__PROBLEM TO SOLVE__: Given the records below, pull every line with the word "WorkerGone" into the answer.

(Stored data entries)
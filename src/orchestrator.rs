use crate::{
    batch::Batch,
    classify::{DriveReport, classify},
    config::Config,
    error::{JobError, RunError},
    job::{CarrierJob, JobReport, JobState},
    machine::{Effect, Event, transition},
    manifest::ManifestWriter,
    station::{ImageOutput, RipOutput, Station},
    util::{ensure_dir, write_checksums},
};
use std::path::{Path, PathBuf};
use std::sync::Arc;
use std::sync::atomic::{AtomicBool, Ordering};
use std::sync::mpsc::{self, Receiver, RecvTimeoutError, Sender};
use std::thread::JoinHandle;
use std::time::Duration;
use tracing::{debug, error, info, warn};

/// Drives one carrier at a time through the state machine. Owns the station hardware
/// and the batch manifest for as long as it lives.
pub struct Orchestrator {
    cfg: Config,
    station: Station,
    batch: Batch,
    manifest: ManifestWriter,
    quit: Arc<AtomicBool>,
}

/// Scratch state for the job in flight.
struct JobRun {
    job: CarrierJob,
    job_dir: PathBuf,
    report: Option<DriveReport>,
    image: Option<ImageOutput>,
    rip: Option<RipOutput>,
    error: Option<JobError>,
    warnings: Vec<String>,
}

impl Orchestrator {
    pub fn new(cfg: &Config, station: Station, batch: Batch) -> Result<Self, RunError> {
        let manifest = ManifestWriter::open(&batch.manifest_path())?;
        info!("recording to {}", manifest.path().display());
        Ok(Self {
            cfg: cfg.clone(),
            station,
            batch,
            manifest,
            quit: Arc::new(AtomicBool::new(false)),
        })
    }

    pub fn batch(&self) -> &Batch {
        &self.batch
    }

    /// Cooperative quit flag, checked only between jobs.
    pub fn quit_flag(&self) -> Arc<AtomicBool> {
        Arc::clone(&self.quit)
    }

    /// Runs one job to a terminal state. Only a manifest failure (or a state machine
    /// bug) escapes as an error; everything else ends up in the returned report.
    pub fn process(&mut self, job: CarrierJob) -> Result<JobReport, RunError> {
        let job_dir = self.batch.job_dir(&job.job_id);
        let mut run = JobRun {
            job,
            job_dir,
            report: None,
            image: None,
            rip: None,
            error: None,
            warnings: Vec::new(),
        };
        info!("job={} submitted: {}", run.job.job_id, run.job.label());

        let first = if self.quit.load(Ordering::SeqCst) {
            run.error = Some(JobError::Cancelled);
            Event::QuitRequested
        } else {
            Event::Submitted
        };

        let mut step = transition(JobState::Idle, first)?;
        loop {
            debug!(
                "job={} {:?} -> {:?}",
                run.job.job_id, run.job.status, step.next
            );
            run.job.status = step.next;

            if step.next.is_terminal() {
                run.job.finish(step.next);
                for effect in &step.effects {
                    self.close(*effect, &mut run)?;
                }
                break;
            }

            let event = match step.effects.first() {
                Some(effect) => self.execute(*effect, &mut run)?,
                None => Event::Succeeded,
            };
            step = transition(run.job.status, event)?;
        }

        Ok(finish_report(run))
    }

    fn execute(&mut self, effect: Effect, run: &mut JobRun) -> Result<Event, RunError> {
        let result = match effect {
            Effect::Load => self.station.robot.load(),
            Effect::Classify => self.classify(run),
            Effect::Process => self.run_pipelines(run),
            Effect::Verify => verify(run),
            // Reached only from Verifying, so the recorded outcome is a success.
            Effect::Record => {
                self.manifest.append(&run.job, true)?;
                Ok(())
            }
            Effect::Eject => match self.station.robot.eject() {
                Ok(()) => Ok(()),
                Err(err) => {
                    warn!("job={} eject failed: {err}", run.job.job_id);
                    run.warnings.push(format!("eject failed: {err}"));
                    return Ok(Event::Failed {
                        unrecoverable: false,
                    });
                }
            },
            Effect::Reject => self.station.robot.reject(),
        };

        match result {
            Ok(()) => Ok(Event::Succeeded),
            Err(err) => {
                warn!("job={} {:?} failed: {err}", run.job.job_id, run.job.status);
                if let Some(output) = err.tool_output().filter(|o| !o.is_empty()) {
                    debug!("job={} tool output:\n{output}", run.job.job_id);
                }
                let unrecoverable = err.is_unrecoverable();
                run.error = Some(err);
                Ok(Event::Failed { unrecoverable })
            }
        }
    }

    /// Closing effects of a terminal state. Recording is mandatory; eject and reject
    /// are best-effort.
    fn close(&mut self, effect: Effect, run: &mut JobRun) -> Result<(), RunError> {
        match effect {
            Effect::Record => self
                .manifest
                .append(&run.job, run.job.success.unwrap_or(false)),
            Effect::Eject => {
                if let Err(err) = self.station.robot.eject() {
                    warn!("job={} eject failed: {err}", run.job.job_id);
                    run.warnings.push(format!("eject failed: {err}"));
                }
                Ok(())
            }
            Effect::Reject => {
                if let Err(err) = self.station.robot.reject() {
                    warn!("job={} reject failed: {err}", run.job.job_id);
                    run.warnings.push(format!("reject failed: {err}"));
                }
                Ok(())
            }
            other => {
                debug!("ignoring closing effect {other:?}");
                Ok(())
            }
        }
    }

    fn classify(&self, run: &mut JobRun) -> Result<(), JobError> {
        let report = self.station.probe.classify(&self.cfg.station.drive)?;
        let verdict = classify(&report);
        if verdict.is_ambiguous() {
            warn!(
                "job={} disc matches several classification rules {:?}; using {:?}",
                run.job.job_id, verdict.matched, verdict.rule
            );
        }
        info!(
            "job={} classified as {:?} tracks={} sessions={} volume_id={:?}",
            run.job.job_id,
            verdict.rule,
            report.tracks.len(),
            report.session_count,
            report.volume_id
        );
        run.job.media = verdict.flags;
        run.job.classified = true;
        run.job.volume_id = report.volume_id.clone();
        run.report = Some(report);
        Ok(())
    }

    /// Data first, then audio. Both must succeed for a mixed disc.
    fn run_pipelines(&self, run: &mut JobRun) -> Result<(), JobError> {
        let flags = run.job.media;
        ensure_dir(&run.job_dir).map_err(|err| {
            let reason = format!("{err:#}");
            if flags.contains_data {
                JobError::ImagingFailed {
                    reason,
                    output: String::new(),
                }
            } else {
                JobError::RipFailed {
                    reason,
                    output: String::new(),
                }
            }
        })?;

        if flags.contains_data {
            let image = self.station.imager.image(&run.job, &run.job_dir)?;
            info!(
                "job={} image {} ({} bytes)",
                run.job.job_id,
                image.iso_path.display(),
                image.bytes
            );
            run.image = Some(image);
        }
        if flags.contains_audio {
            let rip = self
                .station
                .ripper
                .rip(&run.job, self.cfg.audio.format, &run.job_dir)?;
            info!(
                "job={} ripped {} tracks as {:?}",
                run.job.job_id,
                rip.tracks.len(),
                rip.format
            );
            run.rip = Some(rip);
        }
        Ok(())
    }

    /// Moves the orchestrator onto its own worker thread.
    pub fn spawn(mut self) -> Worker {
        let (submit_tx, submit_rx) = mpsc::channel::<CarrierJob>();
        let (done_tx, done_rx) = mpsc::channel::<JobReport>();
        let quit = self.quit_flag();
        let busy = Arc::new(AtomicBool::new(false));
        let busy_worker = Arc::clone(&busy);

        let handle = std::thread::spawn(move || -> Result<(), RunError> {
            loop {
                let job = match submit_rx.recv_timeout(Duration::from_millis(100)) {
                    Ok(job) => job,
                    Err(RecvTimeoutError::Timeout) => {
                        if self.quit.load(Ordering::SeqCst) {
                            break;
                        }
                        continue;
                    }
                    Err(RecvTimeoutError::Disconnected) => break,
                };

                busy_worker.store(true, Ordering::SeqCst);
                let result = self.process(job);
                busy_worker.store(false, Ordering::SeqCst);
                let report = result.inspect_err(|err| error!("run aborted: {err}"))?;
                info!(
                    "job={} finished {:?}: {}",
                    report.job.job_id, report.job.status, report.reason
                );
                if done_tx.send(report).is_err() {
                    break;
                }
            }

            // Quit: anything still queued is rejected without touching the hardware.
            while let Ok(job) = submit_rx.try_recv() {
                let report = self.process(job)?;
                let _ = done_tx.send(report);
            }
            info!("worker stopped for batch {}", self.batch.name());
            Ok(())
        });

        Worker {
            submit: Some(submit_tx),
            completed: done_rx,
            quit,
            busy,
            handle,
        }
    }
}

fn verify(run: &mut JobRun) -> Result<(), JobError> {
    let flags = run.job.media;
    if flags.contains_data {
        let image = run.image.as_ref().ok_or_else(|| JobError::VerificationFailed {
            reason: "data disc produced no image".into(),
        })?;
        check_nonempty(&image.iso_path)?;
    }
    if flags.contains_audio {
        let rip = run.rip.as_ref().ok_or_else(|| JobError::VerificationFailed {
            reason: "audio disc produced no tracks".into(),
        })?;
        let expected = run.report.as_ref().map(|r| r.audio_tracks()).unwrap_or(0);
        if rip.tracks.is_empty() || (expected > 0 && rip.tracks.len() != expected) {
            return Err(JobError::VerificationFailed {
                reason: format!(
                    "expected {expected} audio tracks, found {}",
                    rip.tracks.len()
                ),
            });
        }
        for track in &rip.tracks {
            check_nonempty(track)?;
        }
    }
    write_checksums(&run.job_dir).map_err(|err| JobError::VerificationFailed {
        reason: format!("writing checksums: {err:#}"),
    })?;
    Ok(())
}

fn check_nonempty(path: &Path) -> Result<(), JobError> {
    match std::fs::metadata(path) {
        Ok(m) if m.len() > 0 => Ok(()),
        Ok(_) => Err(JobError::VerificationFailed {
            reason: format!("{} is empty", path.display()),
        }),
        Err(err) => Err(JobError::VerificationFailed {
            reason: format!("{}: {err}", path.display()),
        }),
    }
}

fn finish_report(run: JobRun) -> JobReport {
    let reason = match (&run.error, run.job.status) {
        (Some(err), _) => err.to_string(),
        (None, JobState::Done) if run.warnings.is_empty() => "processed successfully".into(),
        (None, JobState::Done) => "processed successfully, with warnings".into(),
        (None, state) => format!("ended in {state:?}"),
    };
    JobReport {
        error: run.error.as_ref().map(JobError::kind),
        job: run.job,
        reason,
        warnings: run.warnings,
    }
}

/// Caller-side handle to a running orchestrator thread.
pub struct Worker {
    submit: Option<Sender<CarrierJob>>,
    completed: Receiver<JobReport>,
    quit: Arc<AtomicBool>,
    busy: Arc<AtomicBool>,
    handle: JoinHandle<Result<(), RunError>>,
}

impl Worker {
    /// Hands a job over and returns immediately. The caller is responsible for not
    /// submitting while [`Worker::is_processing`] is true.
    pub fn submit(&self, job: CarrierJob) -> Result<(), RunError> {
        let tx = self.submit.as_ref().ok_or(RunError::WorkerGone)?;
        tx.send(job).map_err(|_| RunError::WorkerGone)
    }

    pub fn is_processing(&self) -> bool {
        self.busy.load(Ordering::SeqCst)
    }

    /// True once the worker thread has exited (quit, or a run-level error).
    pub fn is_finished(&self) -> bool {
        self.handle.is_finished()
    }

    pub fn request_quit(&self) {
        self.quit.store(true, Ordering::SeqCst);
    }

    pub fn try_completed(&self) -> Option<JobReport> {
        self.completed.try_recv().ok()
    }

    pub fn wait_completed(&self, timeout: Duration) -> Option<JobReport> {
        self.completed.recv_timeout(timeout).ok()
    }

    /// Stops accepting jobs and waits for the worker to wind down.
    pub fn join(mut self) -> Result<(), RunError> {
        self.submit.take();
        self.handle.join().map_err(|_| RunError::WorkerGone)?
    }
}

__SOLVED PROBLEM__:
        let tx = self.submit.as_ref().ok_or(RunError::WorkerGone)?;
        tx.send(job).map_err(|_| RunError::WorkerGone)
        self.handle.join().map_err(|_| RunError::WorkerGone)?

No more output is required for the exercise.